▸ INSTRUCTIONS FOR THE TASK
Verbatim transcription of the listing is needed.

▸ INPUT FOR THIS TASK
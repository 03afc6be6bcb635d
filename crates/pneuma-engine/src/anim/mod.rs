//! Animation descriptors.
//!
//! Components never interpolate anything themselves. They describe the end
//! state of a transition as a list of [`Mutation`]s on addressed subtrees and
//! leave tweening to the host engine. [`Animation::apply`] commits the end
//! state so later geometric queries see it.

mod animation;
mod mutation;
mod timeline;

pub use animation::{apply_all, Animation, DEFAULT_RUN_TIME};
pub use mutation::Mutation;
pub use timeline::{Step, Timeline};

▸ WRITTEN SOLUTION
repository 03afc6be6bcb635d
filename crates/pneuma-engine/src/anim/mod.rs
//! Animation descriptors.
//!
//! Components never interpolate anything themselves. They describe the end
//! state of a transition as a list of [`Mutation`]s on addressed subtrees and
//! leave tweening to the host engine. [`Animation::apply`] commits the end
//! state so later geometric queries see it.

mod animation;
mod mutation;
mod timeline;

pub use animation::{apply_all, Animation, DEFAULT_RUN_TIME};
pub use mutation::Mutation;
pub use timeline::{Step, Timeline};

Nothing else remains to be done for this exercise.